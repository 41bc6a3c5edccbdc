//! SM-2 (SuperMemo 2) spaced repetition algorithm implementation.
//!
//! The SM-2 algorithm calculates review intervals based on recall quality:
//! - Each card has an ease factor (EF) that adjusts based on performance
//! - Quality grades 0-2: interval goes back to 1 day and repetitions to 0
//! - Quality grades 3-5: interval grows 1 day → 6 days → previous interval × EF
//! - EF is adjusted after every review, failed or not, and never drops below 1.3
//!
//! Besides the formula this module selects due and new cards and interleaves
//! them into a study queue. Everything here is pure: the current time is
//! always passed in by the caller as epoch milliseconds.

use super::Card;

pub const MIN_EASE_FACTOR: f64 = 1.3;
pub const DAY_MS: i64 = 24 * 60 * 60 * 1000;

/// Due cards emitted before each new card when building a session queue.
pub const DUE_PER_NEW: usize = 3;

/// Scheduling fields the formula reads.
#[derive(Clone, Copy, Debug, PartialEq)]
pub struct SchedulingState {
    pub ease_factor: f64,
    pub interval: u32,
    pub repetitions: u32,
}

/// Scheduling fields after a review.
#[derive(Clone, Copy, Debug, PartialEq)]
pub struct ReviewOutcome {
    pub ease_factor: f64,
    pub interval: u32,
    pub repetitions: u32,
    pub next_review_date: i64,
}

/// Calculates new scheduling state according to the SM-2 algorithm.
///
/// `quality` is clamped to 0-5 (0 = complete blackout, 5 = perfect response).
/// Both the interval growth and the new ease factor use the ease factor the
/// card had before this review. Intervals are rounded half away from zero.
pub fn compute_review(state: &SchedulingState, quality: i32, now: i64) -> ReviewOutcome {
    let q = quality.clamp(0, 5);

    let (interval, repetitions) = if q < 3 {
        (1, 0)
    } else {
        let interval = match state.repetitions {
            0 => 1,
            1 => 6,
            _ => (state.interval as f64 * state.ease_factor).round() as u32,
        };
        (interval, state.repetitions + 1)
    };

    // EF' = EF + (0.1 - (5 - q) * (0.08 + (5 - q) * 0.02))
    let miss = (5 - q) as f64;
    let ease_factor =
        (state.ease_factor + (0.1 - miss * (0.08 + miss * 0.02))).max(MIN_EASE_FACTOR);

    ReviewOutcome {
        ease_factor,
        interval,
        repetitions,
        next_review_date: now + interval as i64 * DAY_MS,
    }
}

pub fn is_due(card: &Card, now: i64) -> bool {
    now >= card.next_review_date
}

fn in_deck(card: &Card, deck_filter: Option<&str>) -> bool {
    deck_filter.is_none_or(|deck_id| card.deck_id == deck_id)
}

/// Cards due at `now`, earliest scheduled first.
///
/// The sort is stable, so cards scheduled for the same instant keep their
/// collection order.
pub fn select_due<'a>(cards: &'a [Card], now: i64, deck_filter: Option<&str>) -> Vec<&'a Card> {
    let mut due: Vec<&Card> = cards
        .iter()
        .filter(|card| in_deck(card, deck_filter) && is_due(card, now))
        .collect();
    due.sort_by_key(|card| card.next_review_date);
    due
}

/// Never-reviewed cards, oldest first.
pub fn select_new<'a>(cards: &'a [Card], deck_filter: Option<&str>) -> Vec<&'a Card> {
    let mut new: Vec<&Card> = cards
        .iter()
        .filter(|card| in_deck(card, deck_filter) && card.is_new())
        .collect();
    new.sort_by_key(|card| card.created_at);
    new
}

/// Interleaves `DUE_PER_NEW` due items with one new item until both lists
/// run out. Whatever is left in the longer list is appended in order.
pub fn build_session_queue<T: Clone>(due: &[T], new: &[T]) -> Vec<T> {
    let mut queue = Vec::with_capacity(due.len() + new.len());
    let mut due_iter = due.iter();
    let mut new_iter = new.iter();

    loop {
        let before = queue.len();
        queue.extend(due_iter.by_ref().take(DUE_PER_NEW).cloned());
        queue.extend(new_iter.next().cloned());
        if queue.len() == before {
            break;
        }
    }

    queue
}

Task requirements
In these records, tally the lines that contain the string "Option", and give only the result.

Result for this exercise
3